U.S. business spending slips, new home sales rise in August
By Jason Lange
WASHINGTON (Reuters) - U.S. business investment fell slightly in August, excluding spending on aircraft and defense equipment, but new home sales rose, suggesting that global economic headwinds were doing little to impede U.S. growth.
The U.S. economy is on track to grow 1.4 percent in the third quarter, the Atlanta Federal Reserve's GDPNow forecast model showed on Thursday.
The Commerce Department said capital goods orders excluding military wares and aircraft, a closely watched proxy for business spending plans, dropped 0.2 percent last month, a slightly bigger fall than analysts polled by Reuters had expected.
However, August's decline followed a gain in July that was the largest in over a year and which had boosted optimism that many American companies were unfazed by weak overseas markets.

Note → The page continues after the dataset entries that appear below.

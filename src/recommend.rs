use anyhow::{Context, Result};
use tracing::{debug, warn};

use crate::llm::{LlmProvider, LlmRequest};
use crate::state::SessionState;

/// System instruction for the recommendation request.
pub const SYSTEM_PROMPT: &str = "あなたは技術記事の推薦エキスパートです。
ユーザーがこれまで読んだ技術記事の情報を基に、関連性の高い新しい技術記事を推薦してください。
推薦する際は以下の点を考慮してください：
1. ユーザーの興味分野との関連性
2. 最新の技術トレンド
3. 学習の連続性
4. 記事の質と信頼性

推薦記事は以下の形式で出力してください：
- タイトル
- 推薦理由
- 想定される学習効果";

/// User message embedding the newline-joined reading history.
pub fn build_user_prompt(read_articles: &[String]) -> String {
    format!(
        "読んだ記事の履歴：\n{}\n\nこれらの記事を基に、おすすめの技術記事を3つ提案してください。",
        read_articles.join("\n")
    )
}

/// Split a raw completion into recommendation blocks on blank-line
/// boundaries. Naive: nothing enforces the requested three-item structure.
pub fn split_recommendations(completion: &str) -> Vec<String> {
    completion
        .split("\n\n")
        .map(|block| block.to_string())
        .collect()
}

/// Generation stage: one completion request, single attempt, then the
/// blank-line split into `state.recommendations`.
pub async fn generate_recommendations(
    state: &mut SessionState,
    provider: &dyn LlmProvider,
) -> Result<()> {
    let request = LlmRequest {
        system: Some(SYSTEM_PROMPT.to_string()),
        prompt: build_user_prompt(&state.read_articles),
        max_tokens: None,
        temperature: None,
        timeout_seconds: None,
    };

    let response = provider
        .generate(request)
        .await
        .context("LLM generation failed")?;

    debug!(
        model = %response.model,
        total_tokens = response.usage.total_tokens,
        "completion received"
    );

    let blocks = split_recommendations(&response.content);
    if blocks.len() != 3 {
        // The prompt asks for exactly three; the split cannot enforce that.
        warn!(
            blocks = blocks.len(),
            "model returned a block count other than the requested three"
        );
    }
    state.recommendations = blocks;
    Ok(())
}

The recent trend in orders gives a good signal for economic growth in the third quarter after business investment on equipment fell in the April-June period.
"Investment in equipment appears to be recovering," said Paul Ashworth, an economist for Capital Economics.
Durable goods orders overall fell 2.0 percent in August, in line with forecasts, but held back by a sharp decline in orders for civilian aircraft. Excluding transportation, orders were little changed.
Some business sectors are being hit by falling commodity prices though, with Caterpillar Inc (CAT.N: Quote) saying it might close or consolidate more than 20 plants around the world across its three large businesses - construction, resources, and energy and transportation. Continued...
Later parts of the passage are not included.